It’s less than a week until Election Day, and Donald Trump is scared. Most polls indicate that Democrats are poised to retake the House of Representatives. From there, they’ll be able to unleash a wave of oversight investigations into scandals that his Republican allies in Congress have largely squelched or ignored. It’s less likely that Democrats will also win back the Senate, but if so, they’ll have veto power over every one of Trump’s judicial and executive nominees until 2020.
Republicans are struggling to make the case for retaining power after two years of unified control of the government. The president’s party usually loses seats during the first midterm election, and the unpopularity of both Trump and the GOP’s legislative agenda isn’t helping. Not only did the Affordable Care Act largely survive an all-out push to repeal it, but many Republican lawmakers are now being forced to defend their votes to strip coverage requirements for people with pre-existing conditions. Most voters also rightly think that the GOP’s tax-cut package, once touted as a near-certain midterms boon, was simply a handout to the rich and powerful.
Thus, Trump is trying a different message with voters: a virulent melange of nationalism and authoritarianism, largely centered on the caravan of several thousand migrants traveling toward the U.S. from Central America. He has likened the caravan to a foreign “invasion,” and is using it to justify extraordinary measures. He ordered more than 5,000 troops to the border with Mexico on Monday, though their mission is limited and largely theatrical.
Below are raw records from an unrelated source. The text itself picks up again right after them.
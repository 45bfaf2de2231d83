//! The bounded, cursor-ordered envelope timeline and its eviction policy.

use std::collections::VecDeque;
use std::time::{Duration, SystemTime, UNIX_EPOCH};

use super::envelope::Envelope;

pub(crate) fn now_secs() -> u64 {
    SystemTime::now()
        .duration_since(UNIX_EPOCH)
        .unwrap_or_default()
        .as_secs()
}

/// In-memory, strictly cursor-ordered record of emitted envelopes,
/// bounded by count (`max_size`) and age (`max_age`). Either bound is
/// disabled by passing `0`/`None`.
pub struct Timeline {
    entries: VecDeque<Envelope>,
    max_size: usize,
    max_age: Option<Duration>,
}

impl Timeline {
    pub fn new(max_size: usize, max_age: Option<Duration>) -> Self {
        Timeline {
            entries: VecDeque::new(),
            max_size,
            max_age,
        }
    }

    pub fn push(&mut self, envelope: Envelope) {
        self.entries.push_back(envelope);
        self.evict();
    }

    /// Removes envelopes past the size bound, then past the age bound.
    /// Oldest-first, matching cursor order.
    pub fn evict(&mut self) -> usize {
        let mut removed = 0;
        if self.max_size > 0 {
            while self.entries.len() > self.max_size {
                self.entries.pop_front();
                removed += 1;
            }
        }
        if let Some(max_age) = self.max_age {
            let cutoff = now_secs().saturating_sub(max_age.as_secs());
            while let Some(front) = self.entries.front() {
                if front.bookmark.timestamp_secs < cutoff {
                    self.entries.pop_front();
                    removed += 1;
                } else {
                    break;
                }
            }
        }
        removed
    }

    pub fn len(&self) -> usize {
        self.entries.len()
    }

    pub fn is_empty(&self) -> bool {
        self.entries.is_empty()
    }

    pub fn range(&self, offset: usize, limit: usize) -> Vec<Envelope> {
        self.entries.iter().skip(offset).take(limit).cloned().collect()
    }

    pub fn since(&self, cursor: u64) -> Vec<Envelope> {
        self.entries
            .iter()
            .filter(|e| e.cursor > cursor)
            .cloned()
            .collect()
    }

    pub fn filtered(&self, predicate: impl Fn(&Envelope) -> bool) -> Vec<Envelope> {
        self.entries.iter().filter(|e| predicate(e)).cloned().collect()
    }
}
He’s also reportedly mulling an executive order to close the southern border to asylum-seekers.
Then came Tuesday’s news. Trump is considering an executive order that would unilaterally reinterpret the Fourteenth Amendment to scrap birthright citizenship, a bedrock principle of post-emancipation American democracy. “It was always told to me that you needed a constitutional amendment,” he told a reporter. “Guess what? You don’t.”
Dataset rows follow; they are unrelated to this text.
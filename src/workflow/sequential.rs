//! The `Sequential` composite: runs sub-agents one after another, in
//! listed order, on a single shared input.

use std::sync::Arc;

use async_trait::async_trait;
use serde_json::json;

use super::{forward_all, lifecycle_event};
use crate::agent::{Agent, AgentInput, ExecContext, NodeKind};
use crate::stream::pipe;

pub struct Sequential {
    name: String,
    children: Vec<Arc<dyn Agent>>,
    stop_on_error: bool,
}

impl Sequential {
    pub fn new(name: impl Into<String>, children: Vec<Arc<dyn Agent>>) -> Self {
        Sequential {
            name: name.into(),
            children,
            stop_on_error: true,
        }
    }

    /// When `false`, a failing sub-agent is recorded as a monitor-channel
    /// style lifecycle event and the next sub-agent still runs.
    pub fn with_stop_on_error(mut self, stop_on_error: bool) -> Self {
        self.stop_on_error = stop_on_error;
        self
    }
}

#[async_trait]
impl Agent for Sequential {
    fn name(&self) -> &str {
        &self.name
    }

    fn kind(&self) -> NodeKind {
        NodeKind::Sequential
    }

    async fn execute(&self, ctx: ExecContext, input: AgentInput) -> crate::stream::Reader<crate::agent::AgentEvent> {
        let (mut writer, reader) = pipe(128);
        let children = self.children.clone();
        let name = self.name.clone();
        let stop_on_error = self.stop_on_error;
        let total_steps = children.len();

        tokio::spawn(async move {
            for (i, child) in children.iter().enumerate() {
                if ctx.is_cancelled() {
                    writer.fail(crate::error::CoreError::Cancelled).await;
                    return;
                }

                let child_name = child.name().to_string();
                let child_ctx = ctx.child(&child_name);
                let branch = child_ctx.branch.clone();
                let mut child_reader = child.execute(child_ctx, input.clone()).await;

                let step = i + 1;
                let stamp_name = child_name.clone();
                let stamp_branch = branch.clone();
                let result = forward_all(&mut child_reader, &mut writer, move |event| {
                    event
                        .with_meta("sequential_step", step as u64)
                        .with_meta("sequential_agent", stamp_name.clone())
                        .with_meta("total_steps", total_steps as u64)
                        .with_branch(stamp_branch.clone())
                });

                match result.await {
                    Ok(()) => {}
                    Err(e) if e.is_cancelled() => return,
                    Err(e) => {
                        if stop_on_error {
                            writer.fail(e).await;
                            return;
                        }
                        let event = lifecycle_event(
                            &name,
                            &child_name,
                            &branch,
                            "step_failed",
                            json!({ "sequential_step": step, "error": e.to_string() }),
                        );
                        if writer.send(event).await {
                            return;
                        }
                    }
                }
            }
            writer.close();
        });

        reader
    }
}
Elected officials have a habit of over-promising and under-delivering during campaign season, but Trump’s moves over the past two weeks go far beyond that. He’s deployed the military within the U.S. against a phantasmal threat. After one of his supporters was arrested for sending mail bombs to his political adversaries, the president responded by warning that he “could tone up” his rhetoric even further. Now he’s asserting the power to single-handedly narrow the definition—and thus the protections—of American citizenship. In effect, Trump is posing a question to the American electorate: What level of racist authoritarianism are you willing to accept?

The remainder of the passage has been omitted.